The lines of the records that include "SectionKind" should all be copied.
Records supplied below:
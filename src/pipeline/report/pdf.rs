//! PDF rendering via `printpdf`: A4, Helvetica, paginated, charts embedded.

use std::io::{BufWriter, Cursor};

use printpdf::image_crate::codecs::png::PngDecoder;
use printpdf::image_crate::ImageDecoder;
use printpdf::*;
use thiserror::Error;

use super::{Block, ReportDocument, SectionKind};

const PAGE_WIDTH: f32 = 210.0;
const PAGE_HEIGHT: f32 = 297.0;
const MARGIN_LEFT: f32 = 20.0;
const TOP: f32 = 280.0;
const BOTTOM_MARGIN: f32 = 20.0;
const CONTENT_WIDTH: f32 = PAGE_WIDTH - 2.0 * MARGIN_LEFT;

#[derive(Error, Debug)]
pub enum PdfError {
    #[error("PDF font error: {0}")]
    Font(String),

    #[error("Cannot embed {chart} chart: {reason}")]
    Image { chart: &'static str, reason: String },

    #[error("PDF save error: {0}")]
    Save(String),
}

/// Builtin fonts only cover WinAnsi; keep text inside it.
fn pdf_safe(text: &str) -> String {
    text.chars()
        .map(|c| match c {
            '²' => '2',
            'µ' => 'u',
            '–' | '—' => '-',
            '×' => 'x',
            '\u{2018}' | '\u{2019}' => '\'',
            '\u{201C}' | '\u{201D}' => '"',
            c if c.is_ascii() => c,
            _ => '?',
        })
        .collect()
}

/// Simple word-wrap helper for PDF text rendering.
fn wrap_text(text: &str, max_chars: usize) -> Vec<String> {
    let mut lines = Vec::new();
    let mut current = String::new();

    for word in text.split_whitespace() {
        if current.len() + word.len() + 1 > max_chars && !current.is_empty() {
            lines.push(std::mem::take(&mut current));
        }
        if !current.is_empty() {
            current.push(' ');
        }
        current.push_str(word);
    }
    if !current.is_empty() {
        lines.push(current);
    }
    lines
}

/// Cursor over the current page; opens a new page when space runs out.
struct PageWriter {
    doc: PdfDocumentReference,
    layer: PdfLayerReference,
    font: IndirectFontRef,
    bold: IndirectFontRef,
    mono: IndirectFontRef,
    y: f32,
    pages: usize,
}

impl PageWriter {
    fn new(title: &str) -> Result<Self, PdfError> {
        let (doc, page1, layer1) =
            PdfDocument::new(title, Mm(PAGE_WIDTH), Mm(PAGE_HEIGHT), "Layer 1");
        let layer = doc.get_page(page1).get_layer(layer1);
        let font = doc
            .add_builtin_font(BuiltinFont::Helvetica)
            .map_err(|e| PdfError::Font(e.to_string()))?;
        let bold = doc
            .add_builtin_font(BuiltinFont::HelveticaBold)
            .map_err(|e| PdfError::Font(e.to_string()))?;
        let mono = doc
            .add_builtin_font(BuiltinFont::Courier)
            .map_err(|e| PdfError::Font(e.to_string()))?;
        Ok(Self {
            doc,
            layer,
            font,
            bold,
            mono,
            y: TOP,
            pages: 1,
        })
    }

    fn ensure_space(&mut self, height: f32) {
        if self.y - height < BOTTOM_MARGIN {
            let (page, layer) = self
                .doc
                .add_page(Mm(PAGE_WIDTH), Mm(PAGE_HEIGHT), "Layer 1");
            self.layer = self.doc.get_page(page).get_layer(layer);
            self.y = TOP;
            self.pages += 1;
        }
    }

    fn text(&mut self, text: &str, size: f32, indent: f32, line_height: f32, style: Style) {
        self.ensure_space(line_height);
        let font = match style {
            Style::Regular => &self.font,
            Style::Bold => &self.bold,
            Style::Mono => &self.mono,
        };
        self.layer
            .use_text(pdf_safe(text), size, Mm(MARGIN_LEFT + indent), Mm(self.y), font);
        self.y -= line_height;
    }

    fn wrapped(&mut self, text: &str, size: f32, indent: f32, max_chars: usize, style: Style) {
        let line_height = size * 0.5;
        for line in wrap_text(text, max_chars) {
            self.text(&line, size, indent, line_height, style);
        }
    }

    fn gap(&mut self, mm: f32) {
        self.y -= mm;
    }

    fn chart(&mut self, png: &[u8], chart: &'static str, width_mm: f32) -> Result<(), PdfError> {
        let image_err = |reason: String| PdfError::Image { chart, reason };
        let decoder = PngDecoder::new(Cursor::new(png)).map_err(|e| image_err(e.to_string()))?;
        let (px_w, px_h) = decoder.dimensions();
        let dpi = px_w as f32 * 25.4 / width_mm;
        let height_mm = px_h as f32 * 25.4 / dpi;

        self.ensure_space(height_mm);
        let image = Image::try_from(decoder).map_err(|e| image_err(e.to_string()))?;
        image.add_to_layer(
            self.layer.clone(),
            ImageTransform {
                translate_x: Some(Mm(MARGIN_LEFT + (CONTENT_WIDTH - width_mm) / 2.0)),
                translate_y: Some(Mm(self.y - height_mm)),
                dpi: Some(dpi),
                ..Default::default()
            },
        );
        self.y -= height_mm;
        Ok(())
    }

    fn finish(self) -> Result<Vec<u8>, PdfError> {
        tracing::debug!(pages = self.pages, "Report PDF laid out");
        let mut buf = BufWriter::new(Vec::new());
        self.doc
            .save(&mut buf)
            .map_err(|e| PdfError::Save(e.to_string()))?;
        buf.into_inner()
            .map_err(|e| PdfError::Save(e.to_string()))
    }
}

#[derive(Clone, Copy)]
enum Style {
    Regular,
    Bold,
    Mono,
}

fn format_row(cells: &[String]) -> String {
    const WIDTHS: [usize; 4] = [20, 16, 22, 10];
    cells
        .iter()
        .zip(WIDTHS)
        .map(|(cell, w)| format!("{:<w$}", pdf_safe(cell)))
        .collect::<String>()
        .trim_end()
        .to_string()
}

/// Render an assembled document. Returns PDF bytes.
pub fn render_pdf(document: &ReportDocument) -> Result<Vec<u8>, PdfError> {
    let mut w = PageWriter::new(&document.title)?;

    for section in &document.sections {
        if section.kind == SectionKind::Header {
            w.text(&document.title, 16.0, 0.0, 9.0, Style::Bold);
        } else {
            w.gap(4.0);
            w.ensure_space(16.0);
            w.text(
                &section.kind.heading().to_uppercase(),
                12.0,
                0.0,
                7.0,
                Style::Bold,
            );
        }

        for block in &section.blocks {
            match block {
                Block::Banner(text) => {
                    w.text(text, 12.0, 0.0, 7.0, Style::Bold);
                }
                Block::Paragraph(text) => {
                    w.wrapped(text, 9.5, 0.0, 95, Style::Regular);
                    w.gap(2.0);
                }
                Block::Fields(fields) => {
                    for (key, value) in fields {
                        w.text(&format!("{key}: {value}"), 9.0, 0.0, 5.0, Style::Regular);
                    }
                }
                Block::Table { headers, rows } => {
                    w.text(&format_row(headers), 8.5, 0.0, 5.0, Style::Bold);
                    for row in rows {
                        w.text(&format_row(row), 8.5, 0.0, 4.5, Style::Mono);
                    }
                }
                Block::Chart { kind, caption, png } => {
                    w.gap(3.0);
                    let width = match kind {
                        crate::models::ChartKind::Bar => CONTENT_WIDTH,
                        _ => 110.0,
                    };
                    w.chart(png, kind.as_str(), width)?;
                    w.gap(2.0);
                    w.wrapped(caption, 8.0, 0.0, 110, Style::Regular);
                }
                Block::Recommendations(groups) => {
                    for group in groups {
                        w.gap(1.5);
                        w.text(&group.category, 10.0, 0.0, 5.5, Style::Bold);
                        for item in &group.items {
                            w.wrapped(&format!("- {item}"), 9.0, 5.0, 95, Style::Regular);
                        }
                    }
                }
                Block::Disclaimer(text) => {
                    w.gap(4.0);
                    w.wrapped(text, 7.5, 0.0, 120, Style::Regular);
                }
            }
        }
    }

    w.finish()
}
End of Records supplied.
Records supplied below:
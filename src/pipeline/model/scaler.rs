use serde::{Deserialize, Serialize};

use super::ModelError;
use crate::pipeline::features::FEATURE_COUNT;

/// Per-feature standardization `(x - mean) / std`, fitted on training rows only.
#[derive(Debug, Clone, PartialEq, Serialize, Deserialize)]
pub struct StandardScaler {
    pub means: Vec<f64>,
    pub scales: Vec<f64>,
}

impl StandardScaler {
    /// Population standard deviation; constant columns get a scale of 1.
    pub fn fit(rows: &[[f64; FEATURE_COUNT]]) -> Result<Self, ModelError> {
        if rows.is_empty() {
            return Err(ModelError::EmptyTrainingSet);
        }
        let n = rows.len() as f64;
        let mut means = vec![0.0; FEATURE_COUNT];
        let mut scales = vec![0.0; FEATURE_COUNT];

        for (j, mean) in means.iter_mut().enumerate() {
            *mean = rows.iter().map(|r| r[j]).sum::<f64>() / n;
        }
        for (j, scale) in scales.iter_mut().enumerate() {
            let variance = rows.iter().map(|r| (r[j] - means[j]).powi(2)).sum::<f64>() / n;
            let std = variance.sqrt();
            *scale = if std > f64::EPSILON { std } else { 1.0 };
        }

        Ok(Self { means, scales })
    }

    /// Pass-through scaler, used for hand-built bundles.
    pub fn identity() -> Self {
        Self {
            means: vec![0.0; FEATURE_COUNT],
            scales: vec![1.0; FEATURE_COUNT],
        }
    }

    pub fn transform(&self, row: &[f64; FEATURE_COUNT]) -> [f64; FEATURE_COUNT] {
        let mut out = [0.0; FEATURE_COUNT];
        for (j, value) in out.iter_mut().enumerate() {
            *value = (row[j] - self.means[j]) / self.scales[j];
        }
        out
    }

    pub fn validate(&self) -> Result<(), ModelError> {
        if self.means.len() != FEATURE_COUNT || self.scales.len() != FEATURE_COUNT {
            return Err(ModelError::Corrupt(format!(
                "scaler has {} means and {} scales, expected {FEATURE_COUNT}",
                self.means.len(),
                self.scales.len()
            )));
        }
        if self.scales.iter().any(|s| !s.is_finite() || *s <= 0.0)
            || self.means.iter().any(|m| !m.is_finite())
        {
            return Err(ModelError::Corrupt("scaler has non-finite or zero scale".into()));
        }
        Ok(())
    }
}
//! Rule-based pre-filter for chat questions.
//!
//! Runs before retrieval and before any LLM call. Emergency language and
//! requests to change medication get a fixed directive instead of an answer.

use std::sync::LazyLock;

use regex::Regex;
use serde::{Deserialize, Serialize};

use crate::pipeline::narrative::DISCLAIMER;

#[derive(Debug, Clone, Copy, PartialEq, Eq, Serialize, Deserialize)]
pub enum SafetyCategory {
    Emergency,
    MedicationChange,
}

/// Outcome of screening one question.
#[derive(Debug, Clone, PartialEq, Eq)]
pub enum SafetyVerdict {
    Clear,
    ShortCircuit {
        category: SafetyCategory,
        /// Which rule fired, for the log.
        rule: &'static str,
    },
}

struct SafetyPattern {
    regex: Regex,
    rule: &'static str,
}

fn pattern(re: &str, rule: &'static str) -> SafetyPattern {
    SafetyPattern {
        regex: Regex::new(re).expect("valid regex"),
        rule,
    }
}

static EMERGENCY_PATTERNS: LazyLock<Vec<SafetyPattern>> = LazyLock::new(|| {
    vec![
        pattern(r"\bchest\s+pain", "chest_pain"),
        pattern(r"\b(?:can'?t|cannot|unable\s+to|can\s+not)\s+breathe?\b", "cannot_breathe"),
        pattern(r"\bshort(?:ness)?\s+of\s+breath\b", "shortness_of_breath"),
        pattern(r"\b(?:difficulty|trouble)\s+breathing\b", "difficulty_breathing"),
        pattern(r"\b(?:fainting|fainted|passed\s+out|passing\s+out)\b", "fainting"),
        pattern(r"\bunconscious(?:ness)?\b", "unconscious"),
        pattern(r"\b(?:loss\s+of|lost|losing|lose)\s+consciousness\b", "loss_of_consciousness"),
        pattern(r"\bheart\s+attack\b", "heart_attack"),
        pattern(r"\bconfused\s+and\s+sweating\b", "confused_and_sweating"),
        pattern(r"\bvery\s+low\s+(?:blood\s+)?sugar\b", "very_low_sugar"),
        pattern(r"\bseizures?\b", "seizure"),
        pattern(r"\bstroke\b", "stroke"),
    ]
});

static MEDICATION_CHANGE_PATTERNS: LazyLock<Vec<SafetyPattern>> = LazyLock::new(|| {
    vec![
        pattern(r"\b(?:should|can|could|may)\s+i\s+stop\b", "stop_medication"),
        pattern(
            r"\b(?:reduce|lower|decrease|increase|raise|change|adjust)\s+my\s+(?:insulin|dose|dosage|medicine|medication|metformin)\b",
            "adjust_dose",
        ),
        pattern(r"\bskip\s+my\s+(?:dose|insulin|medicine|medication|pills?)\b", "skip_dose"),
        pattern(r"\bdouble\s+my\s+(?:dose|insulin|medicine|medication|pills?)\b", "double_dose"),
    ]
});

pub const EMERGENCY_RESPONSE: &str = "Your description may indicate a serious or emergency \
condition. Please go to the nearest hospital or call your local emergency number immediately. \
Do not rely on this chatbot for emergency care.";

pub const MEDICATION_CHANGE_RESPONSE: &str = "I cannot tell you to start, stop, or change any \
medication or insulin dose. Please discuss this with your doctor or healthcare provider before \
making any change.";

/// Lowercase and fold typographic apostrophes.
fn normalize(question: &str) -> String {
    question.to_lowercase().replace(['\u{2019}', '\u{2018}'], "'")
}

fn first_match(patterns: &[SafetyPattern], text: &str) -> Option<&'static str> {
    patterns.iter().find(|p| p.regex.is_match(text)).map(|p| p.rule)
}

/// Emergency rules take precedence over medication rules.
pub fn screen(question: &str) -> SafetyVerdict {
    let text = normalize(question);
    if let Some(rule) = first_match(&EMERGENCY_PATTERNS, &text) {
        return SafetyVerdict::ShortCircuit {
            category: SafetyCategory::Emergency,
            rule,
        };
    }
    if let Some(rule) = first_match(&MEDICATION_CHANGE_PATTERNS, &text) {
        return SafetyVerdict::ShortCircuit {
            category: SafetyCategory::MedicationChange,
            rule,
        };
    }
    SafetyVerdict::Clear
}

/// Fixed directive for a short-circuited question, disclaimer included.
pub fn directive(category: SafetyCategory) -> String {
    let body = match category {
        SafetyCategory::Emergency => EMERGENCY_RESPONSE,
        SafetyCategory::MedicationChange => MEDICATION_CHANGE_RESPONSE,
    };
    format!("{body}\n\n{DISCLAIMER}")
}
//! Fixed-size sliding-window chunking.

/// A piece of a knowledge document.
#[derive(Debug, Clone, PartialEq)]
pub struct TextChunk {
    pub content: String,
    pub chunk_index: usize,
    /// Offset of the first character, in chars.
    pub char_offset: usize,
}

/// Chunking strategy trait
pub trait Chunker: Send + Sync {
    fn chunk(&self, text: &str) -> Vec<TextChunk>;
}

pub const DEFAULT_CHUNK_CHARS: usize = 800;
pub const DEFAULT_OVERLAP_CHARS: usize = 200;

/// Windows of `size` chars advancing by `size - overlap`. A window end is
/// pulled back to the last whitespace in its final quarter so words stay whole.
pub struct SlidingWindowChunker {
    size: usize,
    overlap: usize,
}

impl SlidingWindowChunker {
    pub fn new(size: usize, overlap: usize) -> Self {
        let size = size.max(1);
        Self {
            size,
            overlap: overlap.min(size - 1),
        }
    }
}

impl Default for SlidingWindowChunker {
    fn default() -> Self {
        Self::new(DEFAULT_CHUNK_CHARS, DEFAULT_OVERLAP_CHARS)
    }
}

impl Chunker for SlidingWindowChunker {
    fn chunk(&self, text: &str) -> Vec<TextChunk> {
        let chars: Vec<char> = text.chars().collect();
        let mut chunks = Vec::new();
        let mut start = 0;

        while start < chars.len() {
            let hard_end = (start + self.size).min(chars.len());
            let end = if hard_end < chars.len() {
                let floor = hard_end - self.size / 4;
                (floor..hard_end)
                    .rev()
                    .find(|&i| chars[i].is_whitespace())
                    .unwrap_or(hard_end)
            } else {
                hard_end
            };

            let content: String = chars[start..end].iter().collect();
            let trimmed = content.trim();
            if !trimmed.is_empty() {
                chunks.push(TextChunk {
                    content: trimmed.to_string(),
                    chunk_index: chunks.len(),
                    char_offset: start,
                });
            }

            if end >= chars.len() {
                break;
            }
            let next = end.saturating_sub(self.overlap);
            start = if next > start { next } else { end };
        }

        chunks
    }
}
End of Records supplied.
Solution to this problem:
use super::{Block, ReportDocument, SectionKind};
        if section.kind == SectionKind::Header {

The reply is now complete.